Mariana: The biggest one? Venture capital shouldn’t be used to derisk technology – it’s meant to scale proven traction. I’m still surprised by how many pitches focus on funding R&D or early experimentation. My advice to founders is always: make sure VC is the right type of capital for where you are. There are so many smart ways to access non dilutive funding early on. Sometimes the best move is to hold off on VC until you’ve derisked the business a bit more. Saying “not yet” to venture money can actually set you up for far more success later.  

What skills or experiences should associates focus on now if they want to become a fund manager or pursue a career in venture capital? 

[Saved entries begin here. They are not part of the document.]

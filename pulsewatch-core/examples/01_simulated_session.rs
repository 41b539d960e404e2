//! Simulated Measurement Session
//!
//! Runs a full 30 s measurement against a synthetic 80 BPM pulse on the
//! virtual scheduler and prints every display update.
//!
//! ## Running the Example
//!
//! ```bash
//! cargo run --example 01_simulated_session
//! ```

use pulsewatch_core::{
    classifier::RawTemperature,
    display::{Category, Field, Rgb565},
    errors::SensorError,
    scheduler::VirtualScheduler,
    traits::{Display, PulseSensor, TemperatureSensor},
    Monitor, PipelineConfig,
};

/// 80 BPM: a pulse every 750 ms on a 2000-count baseline
struct SyntheticPulse {
    now_ms: u64,
}

impl PulseSensor for SyntheticPulse {
    fn sample_raw(&mut self) -> Result<f32, SensorError> {
        self.now_ms += 2;
        let phase = (self.now_ms % 750) as f32;
        let pulse = if phase <= 40.0 {
            800.0 * phase / 40.0
        } else if phase < 340.0 {
            800.0 * (1.0 - (phase - 40.0) / 300.0)
        } else {
            0.0
        };
        Ok(2000.0 + pulse)
    }
}

struct Thermometer;

impl TemperatureSensor for Thermometer {
    fn read_temperature(&mut self) -> Result<RawTemperature, SensorError> {
        Ok(RawTemperature::new(32, 12))
    }
}

struct Console;

impl Display for Console {
    fn render_value(&mut self, digits: u32, field: Field) {
        println!("  {:<20} {}", format!("{:?}", field), digits);
    }

    fn render_label(&mut self, text: &str, field: Field, _fg: Rgb565, _bg: Rgb565) {
        println!("{:<22} {}", format!("{:?}", field), text);
    }

    fn render_category(&mut self, category: Category, field: Field) {
        println!("  {:<20} {}", format!("{:?}", field), category.label());
    }
}

fn main() {
    println!("PulseWatch Simulated Session");
    println!("============================\n");

    let config = PipelineConfig::default();
    let mut monitor = match Monitor::new(config, SyntheticPulse { now_ms: 0 }, Thermometer, Console) {
        Ok(monitor) => monitor,
        Err(e) => {
            eprintln!("Invalid configuration: {}", e);
            return;
        }
    };

    match monitor.run(&mut VirtualScheduler::new()) {
        Ok(report) => {
            let stats = monitor.session().stats();
            println!("\nFinal: {} BPM ({})", report.bpm, report.classification.heart_rate.label());
            println!("Beats: {}, faults: {}, reports: {}", stats.beats, stats.adapter_faults, stats.reports);
        }
        Err(e) => eprintln!("Session aborted: {}", e),
    }
}
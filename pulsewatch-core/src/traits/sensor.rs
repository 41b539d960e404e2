//! Sensor Adapter Traits
//!
//! Adapters wrap the bus drivers. They are responsible for logging their
//! own transaction failures and for any retry policy; the pipeline treats
//! an `Err` as "no sample this tick" and carries on.
//!
//! ## Example Implementation
//!
//! ```rust
//! use pulsewatch_core::traits::PulseSensor;
//! use pulsewatch_core::errors::SensorError;
//!
//! /// 12-bit SAADC channel wired to an analog pulse sensor
//! struct AnalogPulse {
//!     // ... ADC handle
//! }
//!
//! impl PulseSensor for AnalogPulse {
//!     fn sample_raw(&mut self) -> Result<f32, SensorError> {
//!         // Blocking single conversion, counts in 0..4096
//!         Ok(2048.0)
//!     }
//! }
//! ```

use crate::{classifier::RawTemperature, errors::SensorError};

/// Source of raw PPG samples
pub trait PulseSensor {
    /// Read one raw sample in `[0, device_max)`.
    ///
    /// Must complete within a bounded, hardware-determined time.
    fn sample_raw(&mut self) -> Result<f32, SensorError>;
}

/// Source of body-temperature readings
pub trait TemperatureSensor {
    /// Read the temperature as an integer part and a 4-bit fraction
    fn read_temperature(&mut self) -> Result<RawTemperature, SensorError>;
}

impl<T: PulseSensor + ?Sized> PulseSensor for &mut T {
    fn sample_raw(&mut self) -> Result<f32, SensorError> {
        (**self).sample_raw()
    }
}

impl<T: TemperatureSensor + ?Sized> TemperatureSensor for &mut T {
    fn read_temperature(&mut self) -> Result<RawTemperature, SensorError> {
        (**self).read_temperature()
    }
}
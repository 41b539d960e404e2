//! Monitor: the tick loop
//!
//! Binds a [`Session`] to its adapters and a [`Scheduler`]. Each tick reads
//! the pulse sensor and feeds the session; at the report cadence the
//! temperature sensor is read and the report is rendered. When the
//! measurement window closes the registration is cancelled and the final
//! report is returned.
//!
//! ```rust
//! use pulsewatch_core::{Monitor, PipelineConfig};
//! use pulsewatch_core::classifier::RawTemperature;
//! use pulsewatch_core::display::{Category, Field, Rgb565};
//! use pulsewatch_core::errors::SensorError;
//! use pulsewatch_core::scheduler::VirtualScheduler;
//! use pulsewatch_core::traits::{Display, PulseSensor, TemperatureSensor};
//!
//! struct Flat;
//! impl PulseSensor for Flat {
//!     fn sample_raw(&mut self) -> Result<f32, SensorError> { Ok(2000.0) }
//! }
//! impl TemperatureSensor for Flat {
//!     fn read_temperature(&mut self) -> Result<RawTemperature, SensorError> {
//!         Ok(RawTemperature::new(31, 4))
//!     }
//! }
//! struct Blank;
//! impl Display for Blank {
//!     fn render_value(&mut self, _: u32, _: Field) {}
//!     fn render_label(&mut self, _: &str, _: Field, _: Rgb565, _: Rgb565) {}
//!     fn render_category(&mut self, _: Category, _: Field) {}
//! }
//!
//! let mut monitor = Monitor::new(PipelineConfig::default(), Flat, Flat, Blank)?;
//! let report = monitor.run(&mut VirtualScheduler::new())?;
//! assert!(report.is_final);
//! assert_eq!(report.bpm, 0);
//! # Ok::<(), pulsewatch_core::VitalsError>(())
//! ```

use crate::{
    config::PipelineConfig,
    display::render_report,
    errors::VitalsResult,
    session::{Session, VitalsReport},
    time::Timestamp,
    traits::{Display, PulseSensor, Scheduler, TemperatureSensor},
};

/// Session driven by adapters
#[derive(Debug)]
pub struct Monitor<P, T, D> {
    session: Session,
    pulse: P,
    temperature: T,
    display: D,
}

impl<P, T, D> Monitor<P, T, D>
where
    P: PulseSensor,
    T: TemperatureSensor,
    D: Display,
{
    /// Validate `config` and bind the adapters
    pub fn new(config: PipelineConfig, pulse: P, temperature: T, display: D) -> VitalsResult<Self> {
        Ok(Self {
            session: Session::new(config)?,
            pulse,
            temperature,
            display,
        })
    }

    /// Drive the session until it finishes or the scheduler runs dry.
    ///
    /// Returns the final report, or the state at the last delivered tick
    /// when the scheduler stops first (continuous sessions). A failed
    /// registration is returned as an error before any tick runs.
    pub fn run<S: Scheduler>(&mut self, scheduler: &mut S) -> VitalsResult<VitalsReport> {
        let interval_ms = self.session.config().sample_interval_ms;
        let handle = scheduler.register_periodic(interval_ms).map_err(|error| {
            log_warn!("could not register {} ms sampling tick: {}", interval_ms, error);
            error
        })?;
        log_info!("sampling every {} ms", interval_ms);

        while let Some((fired, now_ms)) = scheduler.next_tick() {
            if fired != handle {
                continue;
            }
            if let Some(report) = self.step(now_ms) {
                if report.is_final {
                    scheduler.cancel(handle);
                    return Ok(report);
                }
            }
        }

        scheduler.cancel(handle);
        log_info!("scheduler stopped before the session finished");
        Ok(self.session.report(None))
    }

    /// Run one tick at `now_ms`; returns the report if one was rendered
    pub fn step(&mut self, now_ms: Timestamp) -> Option<VitalsReport> {
        let raw = self.pulse.sample_raw();
        let outcome = self.session.tick(now_ms, raw);
        if !outcome.report_due {
            return None;
        }

        let temperature = match self.temperature.read_temperature() {
            Ok(reading) => Some(reading),
            Err(error) => {
                log_warn!("temperature read failed: {}", error);
                None
            }
        };

        let report = self.session.report(temperature);
        render_report(&mut self.display, &report);
        Some(report)
    }

    /// Start a new measurement with the same adapters
    pub fn reset(&mut self) {
        self.session.reset();
    }

    /// Underlying session
    pub fn session(&self) -> &Session {
        &self.session
    }

    /// Display adapter
    pub fn display(&self) -> &D {
        &self.display
    }

    /// Release the adapters
    pub fn into_parts(self) -> (P, T, D) {
        (self.pulse, self.temperature, self.display)
    }
}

Ian: Associates who are interested in becoming fund managers should work to develop a basic familiarity with the mechanics of how venture capital works. One book I recommend for this is “The Power Law: Venture Capital and the Making of the New Future” by Sebastian Mallaby. Beyond that, I would say the most important thing is to have an inquisitive mind and be able to think critically. Specialty knowledge isn’t really required. The person who is arguably the most successful venture capitalist in history (Michael Moritz) began his career as a journalist. 

Madison: I’d say it is important to begin with becoming familiar with the structure of venture capital firms and fund generation, as well as begin to tease out characteristics of a company, founding team, or market that might signal toward a potentially high or potentially challenging investment opportunity. There is quite a bit of risk involved in investing in early-stage companies, and the most seasoned venture capitalists understand how to compare existing risks and benefits to each other in a given set of circumstances.  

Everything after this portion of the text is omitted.